Dolly Thakore is a veteran Indian theatre actress and casting director.

==Early life and career==
Dolly Thakore was born as Dolly Rawson at Kohat on 10 March 1943. Trained in radio and television with BBC London, she returned to India to become one of the leading newscasters and television hosts, interviewing prominent citizens from India and abroad. Thakore came into the limelight as News speaker in English for Mumbai Doordarshan at 8PM on TV. Most of her career has been spent on the stage, acting in plays by master playwrights including Tennessee Williams' Streetcar Named Desire, Arthur Miller’s All My Sons, Harold Pinter’s The Birthday Party, and Edward Albee’s Who’s Afraid of Virginia Woolf. She appeared in the 2005 film Page 3 and in White Noise.

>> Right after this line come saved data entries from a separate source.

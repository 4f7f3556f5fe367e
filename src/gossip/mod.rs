pub mod bloom;
pub mod inbound;
pub mod pull;
pub mod push;
pub mod throttle;
pub mod validators;

pub use bloom::{Bloom, BloomParams};
pub use inbound::InboundGossipHandler;
pub use pull::{PullGossiper, PullRequest, TxGossipHandler};
pub use push::PushGossiper;
pub use throttle::Throttle;
pub use validators::{Validator, ValidatorSet};
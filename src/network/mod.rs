pub mod router;
pub mod sender;

pub use router::{HandlerId, InboundRequest, RequestHandler, Router, RouterError};
pub use sender::{NodeId, RequestId, Sender};
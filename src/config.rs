use std::time::Duration;

use serde::{Deserialize, Serialize};

/// The VM configuration, deserialized from the `configBytes` the host passes
/// into `Initialize`. This crate never reads configuration from disk, env,
/// or flags itself -- that belongs to the embedding host.
#[derive(Debug, Clone, Serialize, Deserialize)]
#[serde(default)]
pub struct Config {
  /// Permit state sync on startup.
  pub state_sync_enabled: bool,

  /// Skip sync if the local node is within this many blocks of the
  /// advertised summary height.
  pub state_sync_min_blocks: u64,

  /// Height interval at which syncable summaries are produced.
  pub state_sync_commit_interval: u64,

  /// Force a state-trie commit every N accepted blocks during import.
  pub commit_interval: u64,

  #[serde(with = "humantime_serde")]
  pub push_gossip_frequency: Duration,
  pub push_gossip_num_validators: usize,
  pub push_gossip_num_peers: usize,
  pub push_gossip_percent_stake: f64,

  #[serde(with = "humantime_serde")]
  pub pull_gossip_frequency: Duration,

  #[serde(with = "humantime_serde")]
  pub tx_gossip_throttling_period: Duration,
  pub tx_gossip_throttling_limit: usize,

  /// Decided-tier byte budget in the chain-state cache.
  pub accepted_cache_size: u64,
  /// Unverified-tier byte budget.
  pub unverified_cache_size: u64,
  /// Missing-tier entry-count budget.
  pub missing_cache_size: usize,

  /// Execution-layer snapshot cache, opaque to this crate.
  pub snapshot_cache: usize,

  /// Wipe warp signatures at start.
  pub prune_warp_db: bool,

  /// Use a standalone database rather than a prefix of the host's store.
  pub use_standalone_database: bool,

  #[serde(with = "humantime_serde")]
  pub min_block_building_retry_delay: Duration,

  /// Number of ancestor blocks the state-sync client pulls after adopting
  /// a remote summary.
  pub parents_to_get: u64,

  /// Discard a previously resumed partial sync rather than continuing it.
  pub state_sync_skip_resume: bool,

  /// Import/export batch size for the chain-import subsystem.
  pub import_batch_size: usize,
}

impl Default for Config {
  fn default() -> Self {
    Self {
      state_sync_enabled: false,
      state_sync_min_blocks: 50,
      state_sync_commit_interval: 256,
      commit_interval: 4096,
      push_gossip_frequency: Duration::from_millis(100),
      push_gossip_num_validators: 100,
      push_gossip_num_peers: 0,
      push_gossip_percent_stake: 0.15,
      pull_gossip_frequency: Duration::from_secs(1),
      tx_gossip_throttling_period: Duration::from_secs(10),
      tx_gossip_throttling_limit: 2,
      accepted_cache_size: 64 * 1024 * 1024,
      unverified_cache_size: 32 * 1024 * 1024,
      missing_cache_size: 50_000,
      snapshot_cache: 256,
      prune_warp_db: false,
      use_standalone_database: false,
      min_block_building_retry_delay: Duration::from_millis(500),
      parents_to_get: 256,
      state_sync_skip_resume: false,
      import_batch_size: 2500,
    }
  }
}

impl Config {
  pub fn from_bytes(bytes: &[u8]) -> serde_json::Result<Self> {
    if bytes.is_empty() {
      return Ok(Self::default());
    }
    serde_json::from_slice(bytes)
  }
}

#[cfg(test)]
mod test {
  use super::Config;

  #[test]
  fn empty_bytes_yield_defaults() {
    let cfg = Config::from_bytes(&[]).unwrap();
    assert_eq!(cfg.state_sync_commit_interval, 256);
  }

  #[test]
  fn parses_partial_overrides() {
    let cfg =
      Config::from_bytes(br#"{"state_sync_enabled":true}"#.as_ref())
        .unwrap();
    assert!(cfg.state_sync_enabled);
    // untouched fields keep their defaults
    assert_eq!(cfg.commit_interval, 4096);
  }
}
//! The trait boundary to the external EVM execution layer: apply a
//! block's transactions against parent state, read the canonical head,
//! insert a chain segment. This crate never implements an interpreter or
//! a trie database -- it only defines the seam and ships a deterministic
//! in-memory stand-in for its own tests.

pub mod memory;

use thiserror::Error;

use crate::primitives::{EthBlock, Hash, Header};

#[derive(Debug, Error, Clone, PartialEq, Eq)]
pub enum ExecutionError {
  #[error("invalid block: {0}")]
  InvalidBlock(String),
  #[error("invalid nonce")]
  InvalidNonce,
  #[error("uncles unsupported")]
  UnclesUnsupported,
  #[error("empty block")]
  EmptyBlock,
  #[error("nil base fee")]
  NilBaseFee,
  #[error("nil block gas cost")]
  NilBlockGasCost,
  #[error("future block")]
  FutureBlock,
  #[error("unknown parent {0}")]
  UnknownParent(Hash),
  #[error("execution failed: {0}")]
  ExecutionFailed(String),
  #[error("unknown block {0}")]
  UnknownBlock(Hash),
}

/// Auxiliary block-proposal metadata threaded into predicate evaluation
/// during verification, e.g. a reference height in the outer chain.
#[derive(Debug, Clone, Copy, PartialEq, Eq)]
pub struct ProposerContext {
  pub proposer_height: u64,
  pub proposer_timestamp: u64,
}

/// The result of executing a block against its parent state: enough for the
/// wrapper to commit on `Accept` or discard on `Reject`.
#[derive(Debug, Clone)]
pub struct ExecutionOutput {
  pub state_root: Hash,
  pub receipts_root: Hash,
  /// One entry per emitted log whose address matches a registered
  /// precompile; `Wrapper::accept` fires each of these through the
  /// registry it is constructed with.
  pub precompile_logs: Vec<PrecompileLog>,
}

/// A single log emitted by a registered precompile address during
/// execution, carried through from `verify_block` to `accept_block` so
/// that acceptance can fire the address's hook with the data that was
/// actually produced rather than synthesizing a placeholder at accept
/// time.
#[derive(Debug, Clone, PartialEq, Eq)]
pub struct PrecompileLog {
  pub address: Hash,
  pub data: Vec<u8>,
}

/// The set of addresses whose accept hooks must fire. `Wrapper::accept`
/// consults this for every `PrecompileLog` an execution produced and
/// invokes `on_accept` for the ones registered; unregistered addresses are
/// dropped silently, the same way an unsubscribed event has no listener.
pub trait PrecompileRegistry: Send + Sync {
  fn is_registered(&self, address: &Hash) -> bool;
  fn on_accept(&self, address: &Hash, data: &[u8]);
}

/// A registry with nothing registered; every log is dropped. The default
/// for hosts and tests with no precompiles wired up.
pub struct NoPrecompiles;

impl PrecompileRegistry for NoPrecompiles {
  fn is_registered(&self, _address: &Hash) -> bool {
    false
  }

  fn on_accept(&self, _address: &Hash, _data: &[u8]) {}
}

/// The seam this VM core hosts an EVM-compatible execution layer behind.
/// Implementations own the trie database and transaction interpreter; this
/// crate only calls through this trait.
pub trait ExecutionLayer: Send + Sync {
  /// Syntactic + semantic verification of `block` against its parent's
  /// committed state. Read-only: must not mutate canonical state.
  fn verify_block(
    &self,
    block: &EthBlock,
    parent: &Header,
    proposer: Option<ProposerContext>,
  ) -> Result<ExecutionOutput, ExecutionError>;

  /// Commits `block`'s state transition, making it canonical at its height.
  /// Only called after `verify_block` succeeded for this exact block.
  fn accept_block(
    &self,
    block: &EthBlock,
    output: &ExecutionOutput,
  ) -> Result<(), ExecutionError>;

  /// Assembles a new block on top of `parent` from currently pending
  /// transactions. Does not commit any state.
  fn build_block(
    &self,
    parent: &Header,
    transactions: Vec<Vec<u8>>,
    timestamp: u64,
  ) -> Result<EthBlock, ExecutionError>;

  /// Inserts a contiguous chain segment (used by the chain-import
  /// subsystem); implementations may batch internally.
  fn insert_chain(
    &self,
    blocks: &[EthBlock],
  ) -> Result<(), ExecutionError>;

  /// Forces a state-trie commit to disk, independent of block acceptance.
  fn commit_state(&self) -> Result<(), ExecutionError>;

  fn canonical_head(&self) -> Option<Header>;

  /// Forwards the host's `SetPreference` signal to this layer's own
  /// canonical head pointer. Distinct from `accept_block`: it never
  /// commits state, only tells the layer which already-known block it
  /// should treat as preferred among forks it has verified.
  fn set_preference(&self, id: &Hash) -> Result<(), ExecutionError>;

  fn header_at_height(&self, height: u64) -> Option<Header>;

  fn header_by_hash(&self, hash: &Hash) -> Option<Header>;

  fn state_root_available(&self, state_root: &Hash) -> bool;
}
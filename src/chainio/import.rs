//! Chain import: ingests an RLP block stream, inserts under parent-linkage
//! checks, and commits state at bounded intervals so restarts never
//! observe an in-memory-only trie.

use std::io::Read;

use flate2::read::GzDecoder;
use thiserror::Error;
use tracing::{debug, info};

use crate::{
  db::{DbError, Overlay, WriteBatch, LAST_ACCEPTED_KEY},
  execution::{ExecutionError, ExecutionLayer},
  primitives::{EthBlock, Hash},
};

#[derive(Debug, Error)]
pub enum ImportError {
  #[error("parent of block at height {height} not locally known (parent hash {parent})")]
  ParentMissing { height: u64, parent: Hash },
  #[error("failed to parse RLP block stream: {0}")]
  ParseError(String),
  #[error("insertion failed at height {height}: {source}")]
  InsertFailed { height: u64, #[source] source: ExecutionError },
  #[error("io error: {0}")]
  Io(#[from] std::io::Error),
  #[error("database error: {0}")]
  Db(#[from] DbError),
}

#[derive(Debug, Default, Clone, Copy)]
pub struct ImportSummary {
  pub blocks_imported: u64,
  pub height_after: u64,
}

/// Reads a concatenated RLP block stream, transparently un-gzipping if
/// `gzip` is set.
fn read_all(bytes: &[u8], gzip: bool) -> Result<Vec<u8>, ImportError> {
  if !gzip {
    return Ok(bytes.to_vec());
  }
  let mut decoder = GzDecoder::new(bytes);
  let mut out = Vec::new();
  decoder.read_to_end(&mut out)?;
  Ok(out)
}

/// Parses a concatenated-RLP byte stream into individual blocks. Each
/// block is one RLP list; `rlp::Rlp::as_list` cannot stream multiple
/// top-level items, so this walks the byte stream item by item using the
/// `rlp` crate's payload-length introspection.
fn decode_stream(bytes: &[u8]) -> Result<Vec<EthBlock>, ImportError> {
  let mut blocks = Vec::new();
  let mut offset = 0usize;
  while offset < bytes.len() {
    let rlp = rlp::Rlp::new(&bytes[offset..]);
    let block: EthBlock = rlp
      .as_val()
      .map_err(|e| ImportError::ParseError(e.to_string()))?;
    let payload_len = rlp
      .payload_info()
      .map_err(|e| ImportError::ParseError(e.to_string()))?
      .total();
    offset += payload_len;
    blocks.push(block);
  }
  Ok(blocks)
}

pub struct ChainImporter<'a, E: ExecutionLayer> {
  execution: &'a E,
  overlay: &'a Overlay,
  batch_size: usize,
  commit_interval: u64,
}

impl<'a, E: ExecutionLayer> ChainImporter<'a, E> {
  pub fn new(
    execution: &'a E,
    overlay: &'a Overlay,
    batch_size: usize,
    commit_interval: u64,
  ) -> Self {
    Self { execution, overlay, batch_size, commit_interval }
  }

  /// Imports `raw` (optionally gzip-framed). Block #0 is silently skipped.
  pub fn import(&self, raw: &[u8], gzip: bool) -> Result<ImportSummary, ImportError> {
    let bytes = read_all(raw, gzip)?;
    let mut all_blocks = decode_stream(&bytes)?;
    all_blocks.retain(|b| b.header.height != 0);

    let mut summary = ImportSummary::default();
    let mut since_commit = 0u64;

    for batch in all_blocks.chunks(self.batch_size) {
      if batch.is_empty() {
        continue;
      }
      let first = &batch[0];
      let last = batch.last().expect("non-empty batch");

      // A batch already canonical at its final height means this exact
      // segment was imported before; re-inserting it would be redundant
      // (and re-running insert_chain is not guaranteed side-effect-free
      // for an arbitrary execution layer), so skip straight past it.
      let already_canonical = self
        .execution
        .header_at_height(last.header.height)
        .map(|h| h.hash() == last.header.hash())
        .unwrap_or(false);
      if already_canonical {
        summary.height_after = last.header.height;
        continue;
      }

      let parent_known = self.execution.header_by_hash(&first.header.parent_hash).is_some();
      if !parent_known {
        return Err(ImportError::ParentMissing {
          height: first.header.height,
          parent: first.header.parent_hash,
        });
      }

      self.execution.insert_chain(batch).map_err(|e| ImportError::InsertFailed {
        height: first.header.height,
        source: e,
      })?;

      summary.blocks_imported += batch.len() as u64;
      summary.height_after = last.header.height;
      since_commit += batch.len() as u64;

      // State must be durable before the last-accepted pointer is moved
      // past it, or a crash between the two leaves the pointer ahead of
      // the state it claims is accepted.
      if since_commit >= self.commit_interval {
        self.execution.commit_state().map_err(|e| ImportError::InsertFailed {
          height: last.header.height,
          source: e,
        })?;
        since_commit = 0;
        debug!(height = last.header.height, "forced state commit during import");
      }

      self.advance_last_accepted(last)?;
    }

    // Final forced commit and overlay flush, regardless of whether the
    // last batch happened to land on a commit-interval boundary. The
    // overlay's `Commit` is applied before `Sync` so a crash between the
    // two still leaves the write-ahead state recoverable.
    self.execution.commit_state().map_err(|e| ImportError::InsertFailed {
      height: summary.height_after,
      source: e,
    })?;
    self.overlay.sync()?;

    info!(
      blocks_imported = summary.blocks_imported,
      height_after = summary.height_after,
      "chain import complete"
    );
    Ok(summary)
  }

  fn advance_last_accepted(&self, block: &EthBlock) -> Result<(), ImportError> {
    let mut write = WriteBatch::new();
    write.put_root(LAST_ACCEPTED_KEY, block.header.hash().as_bytes());
    self.overlay.commit(write)?;
    Ok(())
  }
}

#[cfg(test)]
mod test {
  use std::io::Write;

  use ethereum_types::U256;
  use flate2::{write::GzEncoder, Compression};

  use super::*;
  use crate::{
    execution::memory::{genesis_header, MemoryExecutionLayer},
    primitives::{compute_tx_root, empty_uncle_hash, Header},
  };

  fn chain_bytes(n: u64) -> (Vec<u8>, Header) {
    let genesis = genesis_header();
    let mut parent = genesis.clone();
    let mut out = Vec::new();
    // encode genesis too (height 0) to exercise the skip-block-0 rule
    out.extend(rlp::encode(&EthBlock { header: genesis.clone(), transactions: vec![] }));
    for i in 1..=n {
      let header = Header {
        parent_hash: parent.hash(),
        uncle_hash: empty_uncle_hash(),
        height: i,
        timestamp: i,
        state_root: Hash::keccak256(format!("state-{i}")),
        tx_root: compute_tx_root(&[]),
        gas_limit: parent.gas_limit,
        gas_used: 0,
        nonce: 0,
        difficulty: U256::one(),
        base_fee: Some(U256::one()),
        block_gas_cost: Some(U256::from(1000u64)),
        ext_data_hash: empty_uncle_hash(),
        ext_data_gas_used: None,
      };
      let block = EthBlock { header: header.clone(), transactions: vec![] };
      out.extend(rlp::encode(&block));
      parent = header;
    }
    (out, genesis)
  }

  #[test]
  fn imports_contiguous_blocks_and_updates_last_accepted() {
    let (bytes, genesis) = chain_bytes(10);
    let exec = MemoryExecutionLayer::new(genesis);
    let overlay = Overlay::open_in_memory().unwrap();
    let importer = ChainImporter::new(&exec, &overlay, 2500, 4);
    let summary = importer.import(&bytes, false).unwrap();
    assert_eq!(summary.blocks_imported, 10);
    assert_eq!(summary.height_after, 10);
    assert_eq!(exec.canonical_head().unwrap().height, 10);
    let last_hash = exec.header_at_height(10).unwrap().hash();
    assert_eq!(overlay.last_accepted().unwrap(), Some(last_hash));
  }

  #[test]
  fn gzip_framed_stream_is_decompressed() {
    let (bytes, genesis) = chain_bytes(3);
    let mut encoder = GzEncoder::new(Vec::new(), Compression::default());
    encoder.write_all(&bytes).unwrap();
    let gz = encoder.finish().unwrap();

    let exec = MemoryExecutionLayer::new(genesis);
    let overlay = Overlay::open_in_memory().unwrap();
    let importer = ChainImporter::new(&exec, &overlay, 2500, 100);
    let summary = importer.import(&gz, true).unwrap();
    assert_eq!(summary.blocks_imported, 3);
  }

  #[test]
  fn importing_twice_is_idempotent_on_height() {
    let (bytes, genesis) = chain_bytes(5);
    let exec = MemoryExecutionLayer::new(genesis);
    let overlay = Overlay::open_in_memory().unwrap();
    let importer = ChainImporter::new(&exec, &overlay, 2500, 100);
    let first = importer.import(&bytes, false).unwrap();
    assert_eq!(first.height_after, 5);
    assert_eq!(first.blocks_imported, 5);
    // re-importing the exact same stream must not re-insert anything --
    // every batch is already canonical at its final height.
    let second = importer.import(&bytes, false).unwrap();
    assert_eq!(second.height_after, 5);
    assert_eq!(second.blocks_imported, 0);
    assert_eq!(exec.canonical_head().unwrap().height, 5);
  }
}
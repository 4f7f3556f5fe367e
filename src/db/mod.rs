//! A write-buffering overlay over a `sled` key/value store.
//!
//! The persisted layout is a flat keyspace carved into non-overlapping
//! prefixes (`chain_accepted`, `metadata`, `warp`, `ethdb`, `validators`)
//! sharing one underlying store, with only one writer active at a time.
//! `sled` has no column families, so namespacing is done with a
//! byte-prefix on every key instead, and atomicity comes from a staged
//! `sled::Batch`.

use std::sync::Arc;

use thiserror::Error;

#[derive(Debug, Error)]
pub enum DbError {
  #[error("storage engine error: {0}")]
  Engine(#[from] sled::Error),

  #[error("serialization error: {0}")]
  Serialization(#[from] bincode::Error),

  #[error("key not found")]
  NotFound,
}

pub type DbResult<T> = std::result::Result<T, DbError>;

/// Reserved key prefixes carving up the shared keyspace.
pub mod prefix {
  pub const CHAIN_ACCEPTED: &[u8] = b"chain_accepted/";
  pub const METADATA: &[u8] = b"metadata/";
  pub const WARP: &[u8] = b"warp/";
  pub const ETHDB: &[u8] = b"ethdb/";
  pub const VALIDATORS: &[u8] = b"validators/";
}

/// The well-known key under which the last-accepted block hash is stored,
/// unprefixed -- it lives at the root of the overlay.
pub const LAST_ACCEPTED_KEY: &[u8] = b"last_accepted_key";

fn namespaced(prefix: &[u8], key: &[u8]) -> Vec<u8> {
  let mut out = Vec::with_capacity(prefix.len() + key.len());
  out.extend_from_slice(prefix);
  out.extend_from_slice(key);
  out
}

/// A batch of writes staged against the overlay and committed as one unit.
///
/// Callers must stage the last-accepted pointer update and any
/// state-affecting writes in the *same* batch so that readers either
/// observe both or neither.
#[derive(Default)]
pub struct WriteBatch {
  batch: sled::Batch,
}

impl WriteBatch {
  pub fn new() -> Self {
    Self::default()
  }

  pub fn put(&mut self, prefix: &[u8], key: &[u8], value: &[u8]) {
    self.batch.insert(namespaced(prefix, key), value);
  }

  pub fn put_root(&mut self, key: &[u8], value: &[u8]) {
    self.batch.insert(key, value);
  }

  pub fn remove(&mut self, prefix: &[u8], key: &[u8]) {
    self.batch.remove(namespaced(prefix, key));
  }
}

/// The versioned overlay: a thin wrapper around one `sled::Tree` (the
/// default tree) with prefix namespacing and a single serialized `Commit`
/// path. `Sync` flushes to disk; `Commit` stages in memory -- callers that
/// need durability call `Commit` then `Sync`, in that order.
#[derive(Clone)]
pub struct Overlay {
  tree: Arc<sled::Db>,
}

impl Overlay {
  pub fn open_standalone(path: impl AsRef<std::path::Path>) -> DbResult<Self> {
    Ok(Self { tree: Arc::new(sled::open(path)?) })
  }

  pub fn open_in_memory() -> DbResult<Self> {
    Ok(Self {
      tree: Arc::new(sled::Config::new().temporary(true).open()?),
    })
  }

  pub fn get(&self, prefix: &[u8], key: &[u8]) -> DbResult<Option<Vec<u8>>> {
    Ok(self.tree.get(namespaced(prefix, key))?.map(|v| v.to_vec()))
  }

  pub fn get_root(&self, key: &[u8]) -> DbResult<Option<Vec<u8>>> {
    Ok(self.tree.get(key)?.map(|v| v.to_vec()))
  }

  pub fn put(&self, prefix: &[u8], key: &[u8], value: &[u8]) -> DbResult<()> {
    self.tree.insert(namespaced(prefix, key), value)?;
    Ok(())
  }

  pub fn put_root(&self, key: &[u8], value: &[u8]) -> DbResult<()> {
    self.tree.insert(key, value)?;
    Ok(())
  }

  pub fn scan_prefix(
    &self,
    prefix: &[u8],
  ) -> DbResult<Vec<(Vec<u8>, Vec<u8>)>> {
    let mut out = Vec::new();
    for item in self.tree.scan_prefix(prefix) {
      let (k, v) = item?;
      out.push((k[prefix.len()..].to_vec(), v.to_vec()));
    }
    Ok(out)
  }

  /// Applies a staged batch atomically, then flushes to disk. Callers that
  /// need only in-memory atomicity (tests) may skip `sync`.
  pub fn commit(&self, batch: WriteBatch) -> DbResult<()> {
    self.tree.apply_batch(batch.batch)?;
    Ok(())
  }

  pub fn sync(&self) -> DbResult<()> {
    self.tree.flush()?;
    Ok(())
  }

  pub fn last_accepted(&self) -> DbResult<Option<crate::primitives::Hash>> {
    match self.get_root(LAST_ACCEPTED_KEY)? {
      Some(bytes) => Ok(Some(
        crate::primitives::Hash::try_from(bytes.as_slice())
          .map_err(|_| DbError::NotFound)?,
      )),
      None => Ok(None),
    }
  }

  pub fn set_last_accepted_direct(
    &self,
    hash: &crate::primitives::Hash,
  ) -> DbResult<()> {
    self.put_root(LAST_ACCEPTED_KEY, hash.as_bytes())
  }
}

#[cfg(test)]
mod test {
  use super::*;
  use crate::primitives::Hash;

  #[test]
  fn namespacing_keeps_prefixes_disjoint() {
    let db = Overlay::open_in_memory().unwrap();
    db.put(prefix::ETHDB, b"k", b"eth-value").unwrap();
    db.put(prefix::WARP, b"k", b"warp-value").unwrap();
    assert_eq!(
      db.get(prefix::ETHDB, b"k").unwrap().unwrap(),
      b"eth-value"
    );
    assert_eq!(
      db.get(prefix::WARP, b"k").unwrap().unwrap(),
      b"warp-value"
    );
  }

  #[test]
  fn batch_commit_is_all_or_nothing_in_effect() {
    let db = Overlay::open_in_memory().unwrap();
    let hash = Hash::keccak256(b"block-1");
    let mut batch = WriteBatch::new();
    batch.put_root(LAST_ACCEPTED_KEY, hash.as_bytes());
    batch.put(prefix::ETHDB, b"state-root", b"some-root");
    db.commit(batch).unwrap();

    assert_eq!(db.last_accepted().unwrap(), Some(hash));
    assert_eq!(
      db.get(prefix::ETHDB, b"state-root").unwrap().unwrap(),
      b"some-root"
    );
  }

  #[test]
  fn missing_last_accepted_is_none() {
    let db = Overlay::open_in_memory().unwrap();
    assert_eq!(db.last_accepted().unwrap(), None);
  }
}
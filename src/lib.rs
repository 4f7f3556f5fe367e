//! `rensa-vm`: the core of an EVM-compatible VM plugin hosted inside an
//! external linear-consensus engine.
//!
//! This crate owns the block lifecycle state machine, the builder
//! scheduler, the state-sync client/server protocol, the mempool gossip
//! engine, and the chain import/export subsystem. The EVM interpreter, the
//! trie database, the outer consensus algorithm, and the wire transport are
//! external collaborators, represented here only by the trait boundaries
//! they cross (`execution`, `network::Sender`, `db`).

pub mod block;
pub mod builder;
pub mod chainio;
pub mod config;
pub mod coordinator;
pub mod db;
pub mod error;
pub mod execution;
pub mod gossip;
pub mod mempool;
pub mod metrics;
pub mod network;
pub mod primitives;
pub mod sync;

pub use config::Config;
pub use coordinator::{Coordinator, VmState};
pub use error::Error;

Thakore began her film career as casting director and unit publicist with Richard Attenborough's Gandhi (1982). She was responsible for recruiting the Indian actors in the film and for some of the public relations work on the film. Since then she has worked on a number of Indian and international co-productions like Far Pavilions, Kim, Indiana Jones and the Temple of Doom, Jinnah, and Such a Long Journey.

In 1997, she was the casting assistant for the film Sixth Happiness. In 2006 she starred in the TV series Kya Hoga Nimmo Ka.

When Mahabanoo Mody-Kotwal and Kaizaad Kotwal debuted The Vagina Monologues in India in 2003, she was a member of the original cast, alongside Jayati Bhatia, Avantika Akerkar, and Sonali Sachdev.

Thakore is an enthusiastic theatregoer, who frequently contributes reviews of plays and films to leading newspapers and magazines.

==Personal life==
Dolly was born into a conservative protestant Christian family. Her father worked in Air Force took her to various towns. She studied drama at Miranda House in New Delhi where she discovered her love for Drama.

Dolly met Dilip Thakore while working at BBC and fell in love. Dilip and Dolly signed Open marriage contract, married, and moved to Mumbai where Dilip practiced law.

In Mumbai, she fell in love with fellow stage actor and producer Alyque Padamsee. She divorced Dilip to live with Alyque and had a son - Quasar Padamsee. Quasar is also a theatre professional, and works as an actor, director, and producer in Mumbai.